About me
I am an environmental politics scholar focusing on land and natural resource governance in the Global South. I combine rigorous causal inference methods, rich geospatial and remote sensing data, and in-depth qualitative interviews to advance knowledge in three areas: the distributive politics of environmental policy implementation; the social consequences of environmental degradation; and inclusive global conservation policy. My job market paper shows how politicians use deliberate non-enforcement of deforestation as a patronage tool to reward political supporters in Bolivia. I also study the unequal health impacts of gold mining in the Brazilian Amazon, and the environmental, health, and electoral consequences of a slash-and-burn policy in Bolivia. I have received research support from the NSF/APSA Doctoral Dissertation Research Improvement Grant, the UCSB Chancellor’s Fellowship, and private foundations.

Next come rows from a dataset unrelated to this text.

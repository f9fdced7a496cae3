//! Broadcast router
//!
//! Turns an inbound message into one rendered frame and fans it out over a
//! registry snapshot. Each target is tried independently: a full or closed
//! queue costs that target the message and nothing else.

use std::sync::Arc;

use serde::{Deserialize, Serialize};
use tracing::{debug, info, warn};

use super::{
    ClientConnection, ConnectionId, InboundMessage, OutboundMessage, Registry, SendError,
};

/// Fan-out behaviour
#[derive(Debug, Clone, Copy, PartialEq, Eq, Serialize, Deserialize)]
#[serde(default)]
pub struct RouterConfig {
    /// Deliver broadcasts back to the connection that sent them
    pub include_sender: bool,
    /// Prefix broadcasts with `Client <id>: `
    pub tag_sender: bool,
}

impl Default for RouterConfig {
    fn default() -> Self {
        Self {
            include_sender: true,
            tag_sender: true,
        }
    }
}

/// Outcome of one broadcast
#[derive(Debug, Clone, Copy, Default, PartialEq, Eq)]
pub struct BroadcastReport {
    /// Targets whose queue accepted the message
    pub delivered: usize,
    /// Targets left out: the sender when excluded, or no longer open
    pub skipped: usize,
    /// Targets whose delivery failed
    pub failed: usize,
}

/// Routes messages between the connections held in a [`Registry`]
pub struct Router {
    registry: Arc<Registry>,
    config: RouterConfig,
}

impl Router {
    pub fn new(registry: Arc<Registry>, config: RouterConfig) -> Self {
        Self { registry, config }
    }

    pub fn registry(&self) -> &Arc<Registry> {
        &self.registry
    }

    /// Register a new connection and greet it
    ///
    /// The welcome goes out after registration so the assigned identity is
    /// known.
    pub async fn connect(&self, connection: Arc<ClientConnection>) -> ConnectionId {
        let id = self.registry.register(Arc::clone(&connection)).await;
        match connection.peer_addr() {
            Some(addr) => info!("Client {} connected from {}", id, addr),
            None => info!("Client {} connected", id),
        }

        match self.send_to(id, &OutboundMessage::welcome(id)).await {
            Ok(()) => debug!("Sent initial greeting to Client {}", id),
            Err(e) => warn!("Failed to greet Client {}: {}", id, e),
        }

        id
    }

    /// Queue a message for one registered connection
    pub async fn send_to(
        &self,
        id: ConnectionId,
        message: &OutboundMessage,
    ) -> Result<(), SendError> {
        let connection = self
            .registry
            .get(id)
            .await
            .ok_or(SendError::Unknown(id))?;
        connection.send(message.render())
    }

    /// Deliver a message to every open connection in the current snapshot
    pub async fn broadcast(&self, inbound: &InboundMessage) -> BroadcastReport {
        let text = OutboundMessage::broadcast(inbound, self.config.tag_sender).render();
        let targets = self.registry.snapshot().await;
        let mut report = BroadcastReport::default();

        for (id, connection) in targets {
            if !self.config.include_sender && id == inbound.sender {
                report.skipped += 1;
                continue;
            }
            if !connection.is_open() {
                report.skipped += 1;
                continue;
            }

            match connection.send(Arc::clone(&text)) {
                Ok(()) => {
                    report.delivered += 1;
                    debug!("Broadcasted message to Client {}", id);
                }
                Err(SendError::QueueFull) => {
                    report.failed += 1;
                    warn!(
                        "Dropped message for Client {} (queue full, {} dropped so far)",
                        id,
                        connection.drop_count()
                    );
                }
                Err(e) => {
                    report.failed += 1;
                    debug!("Skipped delivery to Client {}: {}", id, e);
                }
            }
        }

        debug!(
            "Broadcast from Client {}: delivered={} skipped={} failed={}",
            inbound.sender, report.delivered, report.skipped, report.failed
        );
        report
    }

    /// Drop a connection from the registry
    ///
    /// Safe to call from both the close and the error path.
    pub async fn disconnect(&self, id: ConnectionId) -> bool {
        self.registry.deregister(id).await
    }
}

My research has been published in Science, One Earth, World Development, and Global Environmental Change, among others. I have served as a reviewer for various journals including Journal of Public Economics, World Development, Environmental Research Letters, Forest Policy and Economics, and Journal of Development Studies.
I am currently a PhD candidate at the Bren School, University of California, Santa Barbara. I received a Master of Science from the University of Michigan in 2017 and a Bachelor of Social Sciences from the University of Hong Kong in 2015. I speak Mandarin, Hakka, English, Spanish, and Portuguese. I have conducted fieldwork in Brazil, Bolivia, Peru, China, Indonesia, and the US. I spend most of my free time wandering in nature looking for wildlife or dancing to Latin music.
You can find my latest CV here. I am on the academic job market in 2024-2025.